[[ Working data open ]]
//! Routed Pages

use leptos::prelude::*;

use crate::components::{LoginPanel, SignupPanel, TodoList, TodoPopup};

#[component]
pub fn HomePage() -> impl IntoView {
    view! {
        <section class="home-page">
            <TodoList />
            <TodoPopup />
        </section>
    }
}

#[component]
pub fn LoginPage() -> impl IntoView {
    view! {
        <section class="auth-page">
            <h2>"Login"</h2>
            <LoginPanel />
        </section>
    }
}

#[component]
pub fn SignupPage() -> impl IntoView {
    view! {
        <section class="auth-page">
            <h2>"Sign up"</h2>
            <SignupPanel />
        </section>
    }
}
[[ Working data closed ]]
Pick every line of the data that includes the string "SignupPanel".

use crate::components::{LoginPanel, SignupPanel, TodoList, TodoPopup};
            <SignupPanel />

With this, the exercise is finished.